Not sure which option is best for you?

Considering the pros and cons of selling vs donating clutter can help you make up your mind. 

selling vs donating clutter

Selling Your Clutter: Pros and Cons

The thought of earning a little cash for your clutter can certainly be tempting – but is it the right choice for you?

Consider these pros and cons as you decide what to do with your stuff and determine if selling your clutter is right for you.

Pro: You can make some money.

One of the biggest benefits of selling your clutter? You’ll actually recoup some of the cash you spent acquiring all that stuff. 

Now, it’s a good idea to go in with realistic expectations. Chances are, you won’t recoup all of the money you spent on it originally.

Unless you’re selling certain antiques or collectible items, almost everything goes down in value over time – not up. But even then, earning something can be better than nothing, especially if you could truly benefit from the extra cash.

To maximize your profit, do a little bit of research to figure out what option might work best for you. You can sell your clutter at a yard sale, bring it to a consignment shop, or post it online to a virtual auction site or marketplace.
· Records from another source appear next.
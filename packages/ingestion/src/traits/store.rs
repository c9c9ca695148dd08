//! Object-store abstraction.
//!
//! Keys are plain strings; reads of missing keys surface a distinguishable
//! `StoreError::NotFound`. The pipeline never needs range reads or listing:
//! everything reachable is reachable through the indices.

use async_trait::async_trait;
use serde::de::DeserializeOwned;
use serde::Serialize;
use thiserror::Error;

use crate::layout;
use crate::types::BookMetadata;

/// Errors from object-store operations.
#[derive(Debug, Error)]
pub enum StoreError {
    /// The key does not exist.
    #[error("object not found: {key}")]
    NotFound { key: String },

    /// The object exists but is not the JSON shape the caller expected.
    #[error("invalid JSON at {key}: {source}")]
    Json {
        key: String,
        #[source]
        source: serde_json::Error,
    },

    /// The object exists but is not valid UTF-8 text.
    #[error("invalid UTF-8 at {key}")]
    Utf8 { key: String },

    /// Backend failure (network, credentials, throttling).
    #[error("storage backend error: {0}")]
    Backend(String),
}

/// Object store contract the pipeline is written against.
#[async_trait]
pub trait ObjectStore: Send + Sync {
    async fn upload_bytes(
        &self,
        key: &str,
        data: Vec<u8>,
        content_type: Option<&str>,
    ) -> Result<(), StoreError>;

    async fn download_bytes(&self, key: &str) -> Result<Vec<u8>, StoreError>;

    async fn delete_file(&self, key: &str) -> Result<(), StoreError>;

    /// Temporary access URL for one object.
    async fn get_presigned_url(&self, key: &str, expires_in_secs: u64) -> Result<String, StoreError>;

    async fn upload_json(&self, key: &str, value: &serde_json::Value) -> Result<(), StoreError> {
        let data = serde_json::to_vec_pretty(value).map_err(|source| StoreError::Json {
            key: key.to_string(),
            source,
        })?;
        self.upload_bytes(key, data, Some("application/json")).await
    }

    async fn download_json(&self, key: &str) -> Result<serde_json::Value, StoreError> {
        let bytes = self.download_bytes(key).await?;
        serde_json::from_slice(&bytes).map_err(|source| StoreError::Json {
            key: key.to_string(),
            source,
        })
    }
}

/// Typed JSON and text helpers over any [`ObjectStore`].
#[async_trait]
pub trait ObjectStoreExt: ObjectStore {
    async fn put_json<T: Serialize + Sync>(&self, key: &str, value: &T) -> Result<(), StoreError> {
        let value = serde_json::to_value(value).map_err(|source| StoreError::Json {
            key: key.to_string(),
            source,
        })?;
        self.upload_json(key, &value).await
    }

    async fn get_json<T: DeserializeOwned + Send>(&self, key: &str) -> Result<T, StoreError> {
        let value = self.download_json(key).await?;
        serde_json::from_value(value).map_err(|source| StoreError::Json {
            key: key.to_string(),
            source,
        })
    }

    async fn download_text(&self, key: &str) -> Result<String, StoreError> {
        let bytes = self.download_bytes(key).await?;
        String::from_utf8(bytes).map_err(|_| StoreError::Utf8 { key: key.to_string() })
    }

    /// Overwrite the book's metadata document.
    async fn update_metadata_json(
        &self,
        book_id: &str,
        metadata: &BookMetadata,
    ) -> Result<(), StoreError> {
        self.put_json(&layout::metadata(book_id), metadata).await
    }
}

#[async_trait]
impl<T: ObjectStore + ?Sized> ObjectStoreExt for T {}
Pro: You might find more motivation to declutter.

If you’re tempted by the thought of earning a little extra cash – or you’re in a position where you truly need the extra money – selling your unneeded stuff can be a powerful motivator to get it done. 

If you’ve been telling yourself for weeks that you’ll haul a few things to your local donation center but just haven’t found the willpower to make it happen, perhaps the thought of turning a profit can tempt you to take action. 

person holding cash

Con: Selling your clutter takes more time and effort than donating your clutter.

One of the biggest downsides to selling your clutter? It can take a lot of time and effort to make it happen.

Yard sales require you to put effort into planning, advertising, and running the event. Selling your stuff online? You’ll need to manage your listings and, in some cases, coordinate shipping once an item does sell.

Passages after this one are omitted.